- **Action item**: Every line of the data below that holds the string "global" needs to be reported.

- **Records for this task**:

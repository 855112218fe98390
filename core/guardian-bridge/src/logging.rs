//! File logging for the bridge.
//!
//! stdout carries command output (and the relay may run inside a host that
//! owns stderr), so logs go to `~/.focus-guardian/logs/bridge.log.<date>`.
//! Logging is optional: if the directory cannot be created the bridge runs
//! without a subscriber.

use fs_err as fs;
use guardian_core::StorageConfig;
use std::env;
use tracing_appender::non_blocking::WorkerGuard;
use tracing_subscriber::EnvFilter;

const LOG_FILE_PREFIX: &str = "bridge.log";
const DEBUG_LOG_ENV: &str = "FOCUS_GUARDIAN_DEBUG_LOG";

/// Installs the global subscriber. Keep the returned guard alive for the
/// whole process or buffered lines are lost on exit.
pub fn init() -> Option<WorkerGuard> {
    let storage = StorageConfig::resolve().ok()?;
    let logs_dir = storage.logs_dir();
    fs::create_dir_all(&logs_dir).ok()?;

    let appender = tracing_appender::rolling::daily(&logs_dir, LOG_FILE_PREFIX);
    let (writer, guard) = tracing_appender::non_blocking(appender);

    let debug_enabled = env::var(DEBUG_LOG_ENV)
        .map(|value| matches!(value.as_str(), "1" | "true" | "TRUE" | "yes" | "YES"))
        .unwrap_or(false);
    let filter = if debug_enabled {
        EnvFilter::new("debug")
    } else {
        EnvFilter::try_from_default_env().unwrap_or_else(|_| EnvFilter::new("info"))
    };

    tracing_subscriber::fmt()
        .with_env_filter(filter)
        .with_writer(writer)
        .with_ansi(false)
        .try_init()
        .ok()?;

    Some(guard)
}
//! Overlay injection for hosts that pull their render commands.
//!
//! The daemon cannot reach into a page itself. The observer "injects" by
//! queueing a command for the tab; the host picks it up with `TAKE_OVERLAY`
//! and mounts the overlay. One pending command per tab: a newer violation
//! replaces the older one, matching the overlay's own replace-not-stack rule.

use std::collections::HashMap;

use focus_guardian_protocol::OverlayCommand;
use guardian_core::{InjectionError, OverlayInjector, OverlayRequest};
use url::Url;

const INJECTABLE_SCHEMES: [&str; 2] = ["http", "https"];

#[derive(Debug, Default)]
pub struct OverlayOutbox {
    pending: HashMap<u32, OverlayCommand>,
}

impl OverlayOutbox {
    pub fn new() -> Self {
        Self::default()
    }

    /// Drops whatever was queued for a tab that has gone away.
    pub fn discard(&mut self, tab_id: u32) {
        self.pending.remove(&tab_id);
    }

    pub fn take(&mut self, tab_id: u32) -> Option<OverlayCommand> {
        self.pending.remove(&tab_id)
    }

    pub fn pending_count(&self) -> usize {
        self.pending.len()
    }
}

impl OverlayInjector for OverlayOutbox {
    fn render_overlay(&mut self, request: OverlayRequest) -> Result<(), InjectionError> {
        let injectable = Url::parse(&request.url)
            .map(|url| INJECTABLE_SCHEMES.contains(&url.scheme()))
            .unwrap_or(false);
        if !injectable {
            return Err(InjectionError::Forbidden { url: request.url });
        }

        tracing::debug!(tab_id = request.tab_id, hostname = %request.hostname, "Queued focus overlay");
        self.pending.insert(request.tab_id, request.into());
        Ok(())
    }
}

#[cfg(test)]
mod tests {
    use super::*;

    fn request(tab_id: u32, url: &str) -> OverlayRequest {
        OverlayRequest {
            tab_id,
            hostname: "twitter.com".to_string(),
            task_id: "task-1".to_string(),
            url: url.to_string(),
        }
    }

    #[test]
    fn queues_one_command_per_tab() {
        let mut outbox = OverlayOutbox::new();
        outbox.render_overlay(request(1, "https://twitter.com/")).unwrap();
        outbox.render_overlay(request(1, "https://twitter.com/home")).unwrap();

        assert_eq!(outbox.pending_count(), 1);
        let command = outbox.take(1).expect("command");
        assert_eq!(command.url, "https://twitter.com/home");
        assert!(outbox.take(1).is_none());
    }

    #[test]
    fn refuses_protected_pages() {
        let mut outbox = OverlayOutbox::new();
        let err = outbox
            .render_overlay(request(1, "chrome://settings/"))
            .unwrap_err();
        assert!(matches!(err, InjectionError::Forbidden { .. }));
        assert_eq!(outbox.pending_count(), 0);
    }

    #[test]
    fn closing_a_tab_drops_its_command() {
        let mut outbox = OverlayOutbox::new();
        outbox.render_overlay(request(3, "https://twitter.com/")).unwrap();
        outbox.render_overlay(request(4, "https://twitter.com/")).unwrap();
        outbox.discard(3);

        assert!(outbox.take(3).is_none());
        assert_eq!(outbox.pending_count(), 1);
        // Tab ids are reused by the browser; a later violation queues again.
        assert!(outbox.render_overlay(request(3, "https://twitter.com/")).is_ok());
        assert!(outbox.take(3).is_some());
    }

    #[test]
    fn closing_unknown_tabs_keeps_nothing() {
        let mut outbox = OverlayOutbox::new();
        for tab_id in 0..1000 {
            outbox.discard(tab_id);
        }
        assert_eq!(outbox.pending_count(), 0);
        assert_eq!(outbox.pending.capacity(), 0);
    }
}
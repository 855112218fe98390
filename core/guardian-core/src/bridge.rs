//! Messaging Bridge: same-origin page messages in, session control out.
//!
//! The origin check in [`MessagingBridge::handle`] is the only trust boundary
//! of the guardian. A cross-origin message is dropped without any reply, so a
//! foreign frame cannot probe whether the guardian is installed.
//!
//! [`PageApi`] is the page-facing half: host code calls `start_session` /
//! `end_session` and never sees the message format.

use focus_guardian_protocol::{
    EndSessionPayload, PageMessage, PageMessageType, StartSessionPayload,
};
use serde::{Deserialize, Serialize};
use serde_json::Value;

/// A message as observed by the page's message listener.
#[derive(Debug, Clone, PartialEq, Serialize, Deserialize)]
pub struct PageEvent {
    pub origin: String,
    pub data: Value,
}

/// Forwards session intents to the privileged side.
pub trait SessionRelay {
    fn start_session(&mut self, payload: StartSessionPayload) -> Result<(), RelayError>;
    fn end_session(&mut self, payload: EndSessionPayload) -> Result<(), RelayError>;
}

#[derive(Debug, Clone, PartialEq, Eq, thiserror::Error)]
pub enum RelayError {
    #[error("background process unavailable: {0}")]
    Unavailable(String),

    #[error("background process rejected request: {0}")]
    Rejected(String),
}

#[derive(Debug, Clone, Copy, PartialEq, Eq)]
pub enum BridgeOutcome {
    Relayed(PageMessageType),
    RelayFailed(PageMessageType),
    /// Same origin, but not one of ours (or a malformed payload).
    Ignored,
    /// Cross-origin. Dropped silently.
    Rejected,
}

pub struct MessagingBridge<R> {
    page_origin: String,
    relay: R,
}

impl<R: SessionRelay> MessagingBridge<R> {
    pub fn new(page_origin: impl Into<String>, relay: R) -> Self {
        Self {
            page_origin: page_origin.into(),
            relay,
        }
    }

    pub fn page_origin(&self) -> &str {
        &self.page_origin
    }

    pub fn relay(&self) -> &R {
        &self.relay
    }

    pub fn handle(&mut self, event: &PageEvent) -> BridgeOutcome {
        if event.origin != self.page_origin {
            tracing::trace!(origin = %event.origin, "Dropped cross-origin page message");
            return BridgeOutcome::Rejected;
        }

        let message: PageMessage = match serde_json::from_value(event.data.clone()) {
            Ok(message) => message,
            Err(_) => return BridgeOutcome::Ignored,
        };

        let kind = message.message_type;
        let result = match kind {
            PageMessageType::FlowSessionStart => {
                match serde_json::from_value::<StartSessionPayload>(message.payload) {
                    Ok(payload) => self.relay.start_session(payload),
                    Err(err) => {
                        tracing::debug!(error = %err, "Ignoring malformed session start payload");
                        return BridgeOutcome::Ignored;
                    }
                }
            }
            PageMessageType::FlowSessionEnd => {
                let payload = match message.payload {
                    Value::Null => EndSessionPayload::default(),
                    payload => serde_json::from_value(payload).unwrap_or_default(),
                };
                self.relay.end_session(payload)
            }
            PageMessageType::Other => return BridgeOutcome::Ignored,
        };

        match result {
            Ok(()) => BridgeOutcome::Relayed(kind),
            Err(err) => {
                tracing::warn!(message_type = ?kind, error = %err, "Failed to relay page message");
                BridgeOutcome::RelayFailed(kind)
            }
        }
    }
}

/// The page's `postMessage`.
pub trait PagePort {
    fn post_message(&mut self, data: Value, target_origin: &str);
}

/// Page-global API wrapping the message format.
pub struct PageApi<P> {
    origin: String,
    port: P,
}

impl<P: PagePort> PageApi<P> {
    pub fn new(origin: impl Into<String>, port: P) -> Self {
        Self {
            origin: origin.into(),
            port,
        }
    }

    pub fn start_session(&mut self, task_id: &str, allowed_sites: &[String]) {
        self.post(PageMessage::start(task_id, allowed_sites));
    }

    pub fn end_session(&mut self, session_id: Option<&str>) {
        self.post(PageMessage::end(session_id));
    }

    pub fn port(&self) -> &P {
        &self.port
    }

    pub fn into_port(self) -> P {
        self.port
    }

    fn post(&mut self, message: PageMessage) {
        match serde_json::to_value(&message) {
            Ok(data) => self.port.post_message(data, &self.origin),
            Err(err) => tracing::warn!(error = %err, "Failed to encode page message"),
        }
    }
}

- **Solution below**:
/// Installs the global subscriber. Keep the returned guard alive for the
/// Page-global API wrapping the message format.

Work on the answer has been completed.